El factor de necrosis tumoral alfa (TNFa) induce la expresion del factor inhibidor de leucemias (LIF) en células epiteliales mamarias a través de la activación de ERK1/2

CAROLINA SCHERE LEVY; MATÍAS BLAUSTEIN; ALBANA GATTELLI; PELISCH FEDERICO; OMAR COSO; ANABELLA SREBROW; EDITH KORDON

Mar del Plata

Congreso; Reunión Anual SAIC; 2005

Sociedad Argentina de Investigación Clínica

Hemos previamente demostrado que, en la glándula mamaria del ratón, la expresión del factor inhibidor de leucemia (LIF) se incrementa rápidamente a pocas horas de finalizado el amamantamiento. También hemos reportado que en este tejido el perfil de expresión de TNFa es muy similar al de LIF. Esta última observación nos llevó a investigar y determinar que el primero induce la expresión del segundo en células epiteliales mamarias SCp2. El objetivo del presente trabajo fue investigar los caminos de señalización involucrados en esta inducción.

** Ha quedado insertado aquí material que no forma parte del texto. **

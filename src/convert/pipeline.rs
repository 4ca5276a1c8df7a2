use std::collections::{BTreeMap, HashSet};
use std::sync::Arc;

use serde_json::{Map, Value, json};

use crate::annotation::model::AnnotationManifest;
use crate::foundation::error::{OverlayError, OverlayResult};

/// Options shared by every extractor in one conversion.
#[derive(Clone, Debug, PartialEq, serde::Serialize, serde::Deserialize)]
#[serde(default, rename_all = "camelCase")]
pub struct ConvertOpts {
    /// Visibility span given to instantaneous events (a timestamp or a frame index).
    pub point_duration_ms: f64,
    /// Added to every extracted range; results are clamped at zero.
    pub time_offset_ms: f64,
    /// Detections below this confidence are dropped.
    pub min_confidence: f64,
}

impl Default for ConvertOpts {
    fn default() -> Self {
        Self {
            point_duration_ms: 1000.0,
            time_offset_ms: 0.0,
            min_confidence: 0.0,
        }
    }
}

impl ConvertOpts {
    /// Override the span of instantaneous events.
    pub fn with_point_duration(mut self, ms: f64) -> Self {
        self.point_duration_ms = ms;
        self
    }

    /// Override the time offset.
    pub fn with_time_offset(mut self, ms: f64) -> Self {
        self.time_offset_ms = ms;
        self
    }

    /// Override the confidence floor.
    pub fn with_min_confidence(mut self, c: f64) -> Self {
        self.min_confidence = c;
        self
    }
}

/// Turns raw alert metadata into annotation-shaped objects for one category.
///
/// Output entries follow the raw manifest item shape (`{ id?, timeRange, data }`); the pipeline
/// files them under the requested category. Return an empty vector when the metadata holds
/// nothing for this category; return an error only when the input cannot be interpreted at all.
pub trait Extractor: Send + Sync {
    /// Extract entries from `raw`.
    fn extract(&self, raw: &Value, opts: &ConvertOpts) -> OverlayResult<Vec<Value>>;
}

impl<F> Extractor for F
where
    F: Fn(&Value, &ConvertOpts) -> OverlayResult<Vec<Value>> + Send + Sync,
{
    fn extract(&self, raw: &Value, opts: &ConvertOpts) -> OverlayResult<Vec<Value>> {
        self(raw, opts)
    }
}

/// Category-to-extractor table.
#[derive(Clone, Default)]
pub struct ExtractorRegistry {
    extractors: BTreeMap<String, Arc<dyn Extractor>>,
}

impl std::fmt::Debug for ExtractorRegistry {
    fn fmt(&self, f: &mut std::fmt::Formatter<'_>) -> std::fmt::Result {
        f.debug_struct("ExtractorRegistry")
            .field("categories", &self.extractors.keys().collect::<Vec<_>>())
            .finish()
    }
}

impl ExtractorRegistry {
    /// Empty table.
    pub fn new() -> Self {
        Self::default()
    }

    /// Table with the `detection`, `text` and `cross` extractors.
    pub fn with_builtins() -> Self {
        let mut reg = Self::new();
        crate::convert::extractors::install_builtins(&mut reg);
        reg
    }

    /// Associate `category` with `extractor`, replacing any previous one.
    pub fn register(&mut self, category: impl Into<String>, extractor: Arc<dyn Extractor>) {
        self.extractors.insert(category.into(), extractor);
    }

    /// Return `true` when `category` has an extractor.
    pub fn contains(&self, category: &str) -> bool {
        self.extractors.contains_key(category)
    }

    /// Registered categories, sorted.
    pub fn categories(&self) -> Vec<String> {
        self.extractors.keys().cloned().collect()
    }

    /// Run the extractors for `categories` over `raw` and build a manifest from the result.
    ///
    /// Unknown categories are logged and skipped. An extractor that fails leaves its category
    /// out of the manifest. Returns `None` when nothing was extracted. The result depends only on
    /// the inputs.
    #[tracing::instrument(level = "debug", skip(self, raw, opts))]
    pub fn convert<S: AsRef<str> + std::fmt::Debug>(
        &self,
        raw: &Value,
        categories: &[S],
        opts: &ConvertOpts,
    ) -> Option<AnnotationManifest> {
        let mut items = Map::new();
        let mut seen = HashSet::new();

        for category in categories.iter().map(AsRef::as_ref) {
            if !seen.insert(category) {
                continue;
            }
            let Some(extractor) = self.extractors.get(category) else {
                tracing::warn!(
                    error = %OverlayError::unknown_category(category),
                    "no extractor registered; category skipped"
                );
                continue;
            };
            match extractor.extract(raw, opts) {
                Ok(entries) if entries.is_empty() => {
                    tracing::debug!(%category, "extractor found nothing");
                }
                Ok(entries) => {
                    tracing::debug!(%category, count = entries.len(), "extracted");
                    items.insert(category.to_owned(), Value::Array(entries));
                }
                Err(e) => {
                    tracing::error!(%category, error = %e, "extractor failed; category omitted");
                }
            }
        }

        if items.is_empty() {
            tracing::debug!("no annotations extracted");
            return None;
        }

        let mut extracted: Vec<&String> = items.keys().collect();
        extracted.sort();
        let manifest = json!({
            "metadata": source_metadata(raw, &extracted),
            "items": items,
        });
        AnnotationManifest::from_raw(&manifest)
    }
}

/// Convert with the built-in extractors.
pub fn convert_to_manifest<S: AsRef<str> + std::fmt::Debug>(
    raw: &Value,
    categories: &[S],
    opts: &ConvertOpts,
) -> Option<AnnotationManifest> {
    ExtractorRegistry::with_builtins().convert(raw, categories, opts)
}

fn source_metadata(raw: &Value, extracted: &[&String]) -> Value {
    let mut meta = Map::new();
    for key in ["alertId", "fps", "frameWidth", "frameHeight", "durationMs"] {
        if let Some(v) = raw.get(key).filter(|v| !v.is_null()) {
            meta.insert(key.to_owned(), v.clone());
        }
    }
    meta.insert("categories".to_owned(), json!(extracted));
    Value::Object(meta)
}

#[cfg(test)]
#[path = "../../tests/unit/convert/pipeline.rs"]
mod tests;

Por análisis Western blot hallamos que el tratamiento de dichas células con TNFa induce la activación de ERK1/2 a los 5 min. y la de JNK a los 30 min., cuando los niveles de P-ERK1/2 habían vuelto a niveles basales. Utilizando un vector reportero NFkB-LUC también hallamos que TNFa induce la activación de este factor de transcripción. Con el objeto de determinar cuáles de estas vías son relevantes en la inducción de la expresión de LIF, células tratadas con TNFa fueron colocadas en presencia de diferentes inhibidores farmacológicos específicos. Los resultados obtenidos por RT-PCR de Tiempo Real indican que el inhibidor de la fosforilación de ERK1/2 (PD 098059) inhibió la inducción provocada por el tratamiento con TNFa. Sin embargo, tanto el tratamiento con el inhibidor farmacológico de JNK (SP600125) como el inhibidor de NFKb (Sulfazalacina) indujo la sobre-expresión (por encima del tratamiento con TNFa sólo) de LIF. mientras que la expresión del LIF fue inhibida con el agregado de inhibidor de ERK1/2. En células tratadas con estos inhibidores, análisis de Western blot de demostró que mientras que el PD 098059 inhibía la activación de ERK1/2, el tratamiento con SP600125 y con Sulfazalacina llevó a la sobre-activación de esta MAPK. Estos resultados muestran el rol fundamental que juega ERK1/2 en la inducción de la expresión de LIF y sugieren que la activación de JNK y de NFkB podrían modular negativamente de esta inducción.